* [Exercise description]
Line by line, transcribe the data shown below.

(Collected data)
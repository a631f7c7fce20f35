//! Location source failure types

use serde::{Deserialize, Serialize};
use std::fmt;

/// Why a location source could not deliver a fix
#[derive(Debug, Clone, Copy, PartialEq, Eq, Serialize, Deserialize)]
#[serde(rename_all = "snake_case")]
pub enum LocationErrorKind {
    /// The user or platform refused access to location
    PermissionDenied,
    /// No position could be determined (signal loss, no hardware)
    PositionUnavailable,
    /// No fix arrived within the configured timeout
    Timeout,
}

impl LocationErrorKind {
    /// Platform error code, as numbered by the W3C geolocation API
    pub fn code(&self) -> u16 {
        match self {
            LocationErrorKind::PermissionDenied => 1,
            LocationErrorKind::PositionUnavailable => 2,
            LocationErrorKind::Timeout => 3,
        }
    }

    pub fn from_code(code: u16) -> Option<Self> {
        match code {
            1 => Some(LocationErrorKind::PermissionDenied),
            2 => Some(LocationErrorKind::PositionUnavailable),
            3 => Some(LocationErrorKind::Timeout),
            _ => None,
        }
    }
}

/// A location-unavailable failure with the source's human-readable message
#[derive(Debug, Clone, PartialEq, Serialize, Deserialize)]
pub struct LocationError {
    pub kind: LocationErrorKind,
    pub message: String,
}

impl LocationError {
    pub fn new(kind: LocationErrorKind, message: impl Into<String>) -> Self {
        Self {
            kind,
            message: message.into(),
        }
    }

    pub fn permission_denied(message: impl Into<String>) -> Self {
        Self::new(LocationErrorKind::PermissionDenied, message)
    }

    pub fn position_unavailable(message: impl Into<String>) -> Self {
        Self::new(LocationErrorKind::PositionUnavailable, message)
    }

    pub fn timeout(message: impl Into<String>) -> Self {
        Self::new(LocationErrorKind::Timeout, message)
    }
}

impl fmt::Display for LocationError {
    fn fmt(&self, f: &mut fmt::Formatter<'_>) -> fmt::Result {
        f.write_str(&self.message)
    }
}

impl std::error::Error for LocationError {}

#[cfg(test)]
mod tests {
    use super::*;

    #[test]
    fn test_code_round_trip() {
        for kind in [
            LocationErrorKind::PermissionDenied,
            LocationErrorKind::PositionUnavailable,
            LocationErrorKind::Timeout,
        ] {
            assert_eq!(LocationErrorKind::from_code(kind.code()), Some(kind));
        }
        assert_eq!(LocationErrorKind::from_code(0), None);
    }

    #[test]
    fn test_display_is_raw_message() {
        let error = LocationError::permission_denied("User denied Geolocation");
        assert_eq!(error.to_string(), "User denied Geolocation");
    }
}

* [The answer]
repository a631f7c7fce20f35
//! Location source failure types

use serde::{Deserialize, Serialize};
use std::fmt;

/// Why a location source could not deliver a fix
#[derive(Debug, Clone, Copy, PartialEq, Eq, Serialize, Deserialize)]
#[serde(rename_all = "snake_case")]
pub enum LocationErrorKind {
    /// The user or platform refused access to location
    PermissionDenied,
    /// No position could be determined (signal loss, no hardware)
    PositionUnavailable,
    /// No fix arrived within the configured timeout
    Timeout,
}

impl LocationErrorKind {
    /// Platform error code, as numbered by the W3C geolocation API
    pub fn code(&self) -> u16 {
        match self {
            LocationErrorKind::PermissionDenied => 1,
            LocationErrorKind::PositionUnavailable => 2,
            LocationErrorKind::Timeout => 3,
        }
    }

    pub fn from_code(code: u16) -> Option<Self> {
        match code {
            1 => Some(LocationErrorKind::PermissionDenied),
            2 => Some(LocationErrorKind::PositionUnavailable),
            3 => Some(LocationErrorKind::Timeout),
            _ => None,
        }
    }
}

/// A location-unavailable failure with the source's human-readable message
#[derive(Debug, Clone, PartialEq, Serialize, Deserialize)]
pub struct LocationError {
    pub kind: LocationErrorKind,
    pub message: String,
}

impl LocationError {
    pub fn new(kind: LocationErrorKind, message: impl Into<String>) -> Self {
        Self {
            kind,
            message: message.into(),
        }
    }

    pub fn permission_denied(message: impl Into<String>) -> Self {
        Self::new(LocationErrorKind::PermissionDenied, message)
    }

    pub fn position_unavailable(message: impl Into<String>) -> Self {
        Self::new(LocationErrorKind::PositionUnavailable, message)
    }

    pub fn timeout(message: impl Into<String>) -> Self {
        Self::new(LocationErrorKind::Timeout, message)
    }
}

impl fmt::Display for LocationError {
    fn fmt(&self, f: &mut fmt::Formatter<'_>) -> fmt::Result {
        f.write_str(&self.message)
    }
}

impl std::error::Error for LocationError {}

#[cfg(test)]
mod tests {
    use super::*;

    #[test]
    fn test_code_round_trip() {
        for kind in [
            LocationErrorKind::PermissionDenied,
            LocationErrorKind::PositionUnavailable,
            LocationErrorKind::Timeout,
        ] {
            assert_eq!(LocationErrorKind::from_code(kind.code()), Some(kind));
        }
        assert_eq!(LocationErrorKind::from_code(0), None);
    }

    #[test]
    fn test_display_is_raw_message() {
        let error = LocationError::permission_denied("User denied Geolocation");
        assert_eq!(error.to_string(), "User denied Geolocation");
    }
}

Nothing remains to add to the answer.